Around mid-December an update rolled out that allowed you to choose the abilities for each dwarf as they leveled up. We were initially hesitant about throwing too much at the player, but it did not outweigh the significant strategic opportunities that you get from this change. This past year, we’ve realised how important it is to give the player the freedom to create the type of clan they want, and this is one of those changes that promotes that.
This originally had 6 techs and began with a very different design. As of today, there are now 13 techs, and it is a much more intuitive design. You can also see now how much room there is for expansion.
Naturally as the tech tree has developed, new unlockable buildings come along with it: doors, lamp posts, bed-rolls, farming plots, minecarts, and wells!
New minerals, granite and coal, were introduced. Granite was intended as an early barrier for sequences in the campaign that had to take a linear course. However, we always wanted it to eventually be mineable, once you’ve unlocked the relevant technologies. Granite can also be used to build granite walls, which are unmineable without upgraded tools. Coal already has a few purposes, to fuel the forge and as fertiliser for saplings, but we also have plans for a new defensive building for which coal will be used.
In the first build, units could only carry meals. Now they can carry tools, helmets and potions. In the near future, we will be adding weapons, new armour types and other magic items.
The popular caverns mode wasn’t even conceived of at launch, but it holds its own as a very fun mode, especially for players seeking exploration, dynamically developing stories and endless base-building. Caverns mode might not have existed without our players’ suggestions!
New Enemies & Behaviours
Believe it or not, goblin warriors only showed up after caverns mode was released, and after that, spiders. For us it’s hard to imagine the game without them! Unlike other features, we had already planned out the goblin classes long before launch, and were just waiting for the character assets and AI to be finalised. We also have one other enemy in the game now, but we’ve chosen not to say anything about it. This is just one of those things you’ll have to play the game to discover.

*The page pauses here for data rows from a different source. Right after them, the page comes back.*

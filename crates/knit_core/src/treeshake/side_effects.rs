use knit_ast::ast::*;

use crate::{treeshake::PartKind, Graph, NormOrExt, NormalModule};

/// Decides whether evaluating a top-level statement could be observed. Anything it can't prove
/// pure counts as a side effect.
struct SideEffectDetector<'a> {
  graph: &'a Graph,
  module: &'a NormalModule,
}

impl<'a> SideEffectDetector<'a> {
  fn stmt(&self, stmt: &Stmt) -> bool {
    match stmt {
      Stmt::Fn(_) | Stmt::Empty(_) => false,
      Stmt::Class(decl) => self.class(&decl.class),
      Stmt::Var(var) => self.var_decl(var),
      Stmt::Block(block) => block.stmts.iter().any(|stmt| self.stmt(stmt)),
      Stmt::Expr(expr) => self.expr(&expr.expr),
      Stmt::ExportDecl(decl) => match &decl.decl {
        Decl::Var(var) => self.var_decl(var),
        Decl::Fn(_) => false,
        Decl::Class(decl) => self.class(&decl.class),
      },
      Stmt::ExportDefault(decl) => match &decl.value {
        DefaultValue::Expr(expr) => self.expr(expr),
        DefaultValue::Fn(_) => false,
        DefaultValue::Class(class) => self.class(&class.class),
      },
      // `export { a }` only names a binding.
      Stmt::ExportNamed(decl) => decl.record.is_some(),
      _ => true,
    }
  }

  fn var_decl(&self, var: &VarDecl) -> bool {
    var.decls.iter().any(|declarator| {
      !matches!(declarator.name, Pat::Ident(_))
        || declarator.init.as_ref().is_some_and(|init| self.expr(init))
    })
  }

  fn class(&self, class: &Class) -> bool {
    if class.super_class.as_ref().is_some_and(|s| self.expr(s)) {
      return true;
    }
    class.members.iter().any(|member| match member {
      ClassMember::Method(method) => self.prop_key(&method.key),
      ClassMember::Property(prop) => {
        self.prop_key(&prop.key)
          || (prop.is_static && prop.value.as_ref().is_some_and(|v| self.expr(v)))
      }
      ClassMember::StaticBlock(block) => !block.body.is_empty(),
    })
  }

  fn prop_key(&self, key: &PropKey) -> bool {
    match key {
      PropKey::Computed(expr) => !matches!(&**expr, Expr::Lit(_)),
      _ => false,
    }
  }

  fn expr(&self, expr: &Expr) -> bool {
    match expr {
      Expr::Lit(_) | Expr::This(_) | Expr::ImportMeta(_) | Expr::Fn(_) | Expr::Arrow(_) => false,
      Expr::Ident(ident) => match ident.symbol {
        Some(_) => false,
        // Reading an undeclared global throws.
        None => !matches!(ident.name.as_str(), "undefined" | "NaN" | "Infinity"),
      },
      Expr::Class(class) => self.class(&class.class),
      Expr::Array(array) => array.elems.iter().flatten().any(|elem| {
        matches!(elem, Expr::Spread(_)) || self.expr(elem)
      }),
      Expr::Object(object) => object.props.iter().any(|prop| match prop {
        Prop::KeyValue(kv) => self.prop_key(&kv.key) || self.expr(&kv.value),
        Prop::Method(method) => self.prop_key(&method.key),
        Prop::Spread(_) => true,
      }),
      Expr::Unary(unary) => match unary.op {
        UnaryOp::Delete => true,
        // `typeof missingGlobal` doesn't throw.
        UnaryOp::TypeOf if matches!(&*unary.arg, Expr::Ident(_)) => false,
        _ => self.expr(&unary.arg),
      },
      Expr::Binary(binary) => self.expr(&binary.left) || self.expr(&binary.right),
      Expr::Cond(cond) => self.expr(&cond.test) || self.expr(&cond.cons) || self.expr(&cond.alt),
      Expr::Seq(seq) => seq.exprs.iter().any(|expr| self.expr(expr)),
      Expr::Call(call) | Expr::New(call) => {
        !(call.is_pure || self.calls_pure_function(&call.callee))
          || call.args.iter().any(|arg| self.expr(arg))
      }
      _ => true,
    }
  }

  /// The callee is a function annotated `/* @__NO_SIDE_EFFECTS__ */`, possibly in another module.
  fn calls_pure_function(&self, callee: &Expr) -> bool {
    let Expr::Ident(Ident {
      symbol: Some(symbol),
      ..
    }) = callee
    else {
      return false;
    };
    let declared = self.graph.canonical_ref(self.module.symbol_ref(*symbol));
    matches!(
      &self.graph.modules[declared.owner],
      NormOrExt::Normal(owner) if owner.no_side_effects_fns.contains(&declared.symbol)
    )
  }
}

impl Graph {
  /// Settles the side-effect flag of every statement part. Runs after linking, since calls of
  /// annotated functions are resolved across modules.
  #[tracing::instrument(skip_all)]
  pub(crate) fn compute_side_effects(&mut self) {
    let flags = self
      .modules
      .iter()
      .filter_map(NormOrExt::as_norm)
      .flat_map(|module| {
        let detector = SideEffectDetector {
          graph: self,
          module,
        };
        module
          .parts
          .iter_enumerated()
          .filter_map(move |(idx, part)| match part.kind {
            PartKind::Stmt(stmt) if !part.side_effects => {
              Some((module.idx, idx, detector.stmt(&module.body[stmt])))
            }
            _ => None,
          })
          .collect::<Vec<_>>()
      })
      .collect::<Vec<_>>();

    for (module, part, side_effects) in flags {
      if let Some(module) = self.modules[module].as_norm_mut() {
        module.parts[part].side_effects = side_effects;
      }
    }
  }
}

We like to give our creatures an ecosystem. When a creature has real needs and goals, and isn’t just moving around aimlessly, the game feel more alive. For example, bats avoid light, spiders need corners or crevices to make webs and feed.

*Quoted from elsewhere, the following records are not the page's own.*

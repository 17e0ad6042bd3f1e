mod bundle;
pub use bundle::*;
mod bundler;
pub use bundler::*;
mod chunk;
mod classifier;
pub use classifier::{ExportsKind, WrapKind};
mod code_splitter;
pub use code_splitter::uri_to_chunk_name;
mod external_module;
pub use external_module::*;
mod finalizer;
mod graph;
pub use graph::*;
mod interop;
mod linker;
mod module_loader;
mod norm_or_ext;
pub use norm_or_ext::*;
mod normal_module;
pub use normal_module::NormalModule;
mod options;
pub use options::*;
mod renamer;
pub use renamer::{CharFreq, NameMinifier};
mod scanner;
mod treeshake;
mod utils;
pub use utils::*;

// public exports

pub type BuildError = knit_error::Error;
pub type BuildResult<T> = Result<T, knit_error::Errors>;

There were 30 dwarf traits at launch; 10 positive, 10 neutral and 10 negative. Many of these have been tweaked or redesigned, but we have also introduced 10 brand new traits, bringing the total now to 40, with plans for more still to come. (There are also 6 temporary traits that take effect depending on the unit’s circumstances, like hungry or aggravated.)
We released an update a couple weeks ago, in part to celebrate Halloween. For more info about that, check out the update log here: Halloween Mode, The Tomb & New Difficulty Settings (Patch Notes 12).
That’s all for now, see you next month!